Computerized dynamic posturography, using the Equitest (Neurocom International, Inc), measures changes in the center of pressure as the body sways over the feet during various conditions of quiet standing on a force platform. It has been considered the criterion standard since publication of the seminal paper by Nashner and his colleagues [8
]. In the six conditions of the Sensory Organization Test (SOT) subjects are tested on six combinations of visual (eyes open reliable, vs. eyes closed, eyes open unreliable) and proprioceptive (reliable vs. unreliable) conditions.
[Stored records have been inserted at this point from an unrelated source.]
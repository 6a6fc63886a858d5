//! Decoding string rows into record containers.
//!
//! Three entry points share one per-row routine:
//!
//! - [`Binder::decode_rows`] (and [`Binder::decode`], which first drains a
//!   [`RowSource`]) treats the first row as the header and fills one element
//!   per body row
//! - [`Binder::decode_without_headers`] binds columns to fields by position
//! - [`Binder::stream`] / [`Binder::decode_each`] read the header once and then
//!   pull body rows one at a time, yielding each record as soon as it is built
//!
//! Row numbers in errors are 1-based with the header counted as row 1; column
//! numbers are 1-based.

use std::{iter::FusedIterator, marker::PhantomData, ops::ControlFlow, sync::Arc};

use log::{debug, trace};

use crate::{
    Binder,
    config::{BindConfig, EmptyCellPolicy},
    container::{Element, RecordContainer},
    descriptor::{FieldDescriptor, RecordSchema, WriteFailure},
    error::{BindError, BindResult},
    resolve::ColumnBindings,
    rows::{Row, RowSource},
};

impl Binder {
    /// Reads every row from `source` and decodes them into `out`.
    pub fn decode<S, C>(&self, source: &mut S, out: &mut C) -> BindResult<usize>
    where
        S: RowSource + ?Sized,
        C: RecordContainer + ?Sized,
    {
        let rows = source.read_all().map_err(BindError::Source)?;
        self.decode_rows(&rows, out)
    }

    /// Decodes a header row followed by body rows into `out`, returning the
    /// number of records written.
    pub fn decode_rows<C>(&self, rows: &[Row], out: &mut C) -> BindResult<usize>
    where
        C: RecordContainer + ?Sized,
    {
        let schema = RecordSchema::of::<<C::Item as Element>::Record>()?;
        let (header, body) = rows.split_first().ok_or(BindError::EmptyInput)?;
        out.ensure_rows(body.len())?;
        ensure_bindable(&schema)?;
        let bindings = ColumnBindings::resolve(header, &schema, &self.config)?;

        for (idx, row) in body.iter().enumerate() {
            let element = populate(&self.config, &schema, &bindings, row, idx + 2)?;
            store(out, idx, element)?;
        }
        debug!(
            "Decoded {} record(s) of {} from {} column(s)",
            body.len(),
            schema.record_name(),
            header.len()
        );
        Ok(body.len())
    }

    /// Decodes rows that carry no header: column N feeds the Nth declared
    /// field and every row must have exactly one cell per field.
    pub fn decode_without_headers<C>(&self, rows: &[Row], out: &mut C) -> BindResult<usize>
    where
        C: RecordContainer + ?Sized,
    {
        let schema = RecordSchema::of::<<C::Item as Element>::Record>()?;
        if rows.is_empty() {
            return Err(BindError::EmptyInput);
        }
        out.ensure_rows(rows.len())?;
        ensure_bindable(&schema)?;
        let bindings = ColumnBindings::positional(&schema);

        for (idx, row) in rows.iter().enumerate() {
            let element = populate(&self.config, &schema, &bindings, row, idx + 1)?;
            store(out, idx, element)?;
        }
        debug!(
            "Decoded {} headerless record(s) of {}",
            rows.len(),
            schema.record_name()
        );
        Ok(rows.len())
    }

    /// Reads the header from `source` and returns an iterator that decodes
    /// the remaining rows one at a time.
    pub fn stream<E, S>(&self, mut source: S) -> BindResult<RecordStream<S, E>>
    where
        E: Element,
        S: RowSource,
    {
        let schema = RecordSchema::of::<E::Record>()?;
        let header = source
            .read_row()
            .map_err(BindError::Source)?
            .ok_or(BindError::EmptyInput)?;
        ensure_bindable(&schema)?;
        let bindings = ColumnBindings::resolve(&header, &schema, &self.config)?;
        Ok(RecordStream {
            config: self.config.clone(),
            source,
            schema,
            bindings,
            next_row: 2,
            finished: false,
            _element: PhantomData,
        })
    }

    /// Streams records from `source` into `deliver` until the source runs dry
    /// or `deliver` breaks. Returns the number of records delivered.
    pub fn decode_each<E, S, F>(&self, source: S, mut deliver: F) -> BindResult<usize>
    where
        E: Element,
        S: RowSource,
        F: FnMut(E) -> ControlFlow<()>,
    {
        let mut delivered = 0;
        for record in self.stream::<E, S>(source)? {
            let record = record?;
            delivered += 1;
            if deliver(record).is_break() {
                debug!("Consumer stopped the stream after {delivered} record(s)");
                break;
            }
        }
        Ok(delivered)
    }
}

/// Records decoded lazily from a [`RowSource`].
///
/// The iterator ends at end-of-data and after the first error.
pub struct RecordStream<S, E> {
    config: BindConfig,
    source: S,
    schema: Arc<RecordSchema>,
    bindings: ColumnBindings,
    next_row: usize,
    finished: bool,
    _element: PhantomData<fn() -> E>,
}

impl<S, E> RecordStream<S, E> {
    pub fn bindings(&self) -> &ColumnBindings {
        &self.bindings
    }

    /// Rows consumed so far, header included.
    pub fn rows_read(&self) -> usize {
        self.next_row - 1
    }
}

impl<S: RowSource, E: Element> Iterator for RecordStream<S, E> {
    type Item = BindResult<E>;

    fn next(&mut self) -> Option<Self::Item> {
        if self.finished {
            return None;
        }
        let row = match self.source.read_row() {
            Ok(Some(row)) => row,
            Ok(None) => {
                self.finished = true;
                return None;
            }
            Err(err) => {
                self.finished = true;
                return Some(Err(BindError::Source(err)));
            }
        };
        let row_number = self.next_row;
        self.next_row += 1;
        let result = populate(&self.config, &self.schema, &self.bindings, &row, row_number);
        if result.is_err() {
            self.finished = true;
        }
        Some(result)
    }
}

impl<S: RowSource, E: Element> FusedIterator for RecordStream<S, E> {}

pub(crate) fn ensure_bindable(schema: &RecordSchema) -> BindResult<()> {
    if schema.is_empty() {
        return Err(BindError::NoBindableFields {
            record: schema.record_name(),
        });
    }
    Ok(())
}

fn store<C>(out: &mut C, index: usize, element: C::Item) -> BindResult<()>
where
    C: RecordContainer + ?Sized,
{
    let available = out.len();
    let slot = out.slot_mut(index).ok_or(BindError::Capacity {
        container: std::any::type_name::<C>(),
        needed: index + 1,
        available,
    })?;
    *slot = element;
    Ok(())
}

fn skips_empty(config: &BindConfig, field: &FieldDescriptor, cell: &str) -> bool {
    cell.is_empty()
        && (field.omit_empty()
            || (config.empty_cells == EmptyCellPolicy::SkipEmpty && field.kind().is_numeric()))
}

fn populate<E: Element>(
    config: &BindConfig,
    schema: &RecordSchema,
    bindings: &ColumnBindings,
    row: &[String],
    row_number: usize,
) -> BindResult<E> {
    if row.len() != bindings.width() {
        return Err(BindError::RowLength {
            row: row_number,
            expected: bindings.width(),
            actual: row.len(),
        });
    }
    trace!("Decoding row {row_number}");
    let mut element = E::vacant();
    for (column, field_idx) in bindings.iter() {
        let field = &schema.fields()[field_idx];
        let cell = row[column].as_str();
        if skips_empty(config, field, cell) {
            continue;
        }
        field
            .write_cell(element.record_mut(), cell)
            .map_err(|failure| match failure {
                WriteFailure::Coercion(source) => BindError::Cell {
                    row: row_number,
                    column: column + 1,
                    source,
                },
                WriteFailure::Layout => field.layout_error(),
            })?;
    }
    Ok(element)
}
The most challenging conditions are sensitive to people with histories of falls [9
] and show changes after space flight [10
]. All subtests show changes with age [11
]. The equipment, however, is large and not easily moved, and the cost may be beyond the budget of many small clinics, limiting its use in many clinical environments.
The Get Up and Go Test [12
], sharpened by timing it as the Timed Up and Go (TUG) [13
] is a test of walking balance, designed to identify elderly fallers. It is easy for even cognitively impaired elderly people to understand, requires minimal equipment and is easy to score and interpret [14
]. It differentiates elderly patients at moderate to high risk of falling from individuals at low risk for falling [15
], elderly, institutionalized patients from community-dwelling seniors [16
], and community-dwelling seniors who fall from non-fallers [17
]. On an in-patient stroke unit, compared to the Berg the TUG had slightly greater specificity to fallers but less sensitivity to ambulatory non-fallers [6
The Dynamic Gait Index (DGI) [18
] also tests walking balance. Similar to the Berg, it uses minimal equipment, has several subtests, and is easily scored. It has moderate sensitivity to patients with balance disorders [19
] but good sensitivity to fallers with vestibular disorders [20
]. It is well-constructed and particularly useful for community-dwelling older adults with balance problems [22
]. Scores on the DGI and the Berg are moderately correlated [23
]. Inter-rater reliability on individual test items varies from poor to excellent [24
]. Similarly, test-retest reliability ranges from poor to excellent, depending on the subtest, although overall test-retest reliability is high [25
]. Changes on the DGI may be related to vestibular compensation [26
Obstacle avoidance is an important component of many mobility skills. Older adults generally perform worse than younger adults on obstacle avoidance tests [27
]. Normals undergoing visuomotor and vestibulomotor adaptation perform poorly on obstacle avoidance tasks [30
]. Obstacle avoidance during treadmill walking has been shown to be sensitive to change in fallers after a falls prevention program although a standing balance test showed no change [33
]. Not surprisingly, the DGI includes an obstacle avoidance subtest. The first goal of the present study was to test the usefulness of our previously developed Functional Mobility Test (FMT) obstacle avoidance task [31
] as a test of locomotor balance.
The literature does not indicate which test or combination of tests best identifies patients with balance disorders or best predicts which patients have vestibular impairments. Most studies have examined falls prediction. Vestibular disorders have complex manifestations so a combination of tests that measure different factors may be more useful for screening than a single test [6
] . Since standing and walking are different skills, a combination of tests of standing and walking may be most accurate in predicting patients with balance impairments.
The second goal of the present study was to determine which test or combination of tests would be best for screening people for vestibular disorders. Such screening tests could be used by health care providers who are not physicians, to help identify individuals who might benefit from referral to a physician who has expertise in diagnosis of vestibular disorders. Such tests might also be useful in population-based epidemiologic screening studies that require inexpensive but valid and reliable screening tests to approximate the incidence and prevalence of vestibular disorders in various populations. Aside from FMT, which we developed, we selected tests because they are common, normed, clinical tests; easy to administer; easy to score and easy to interpret.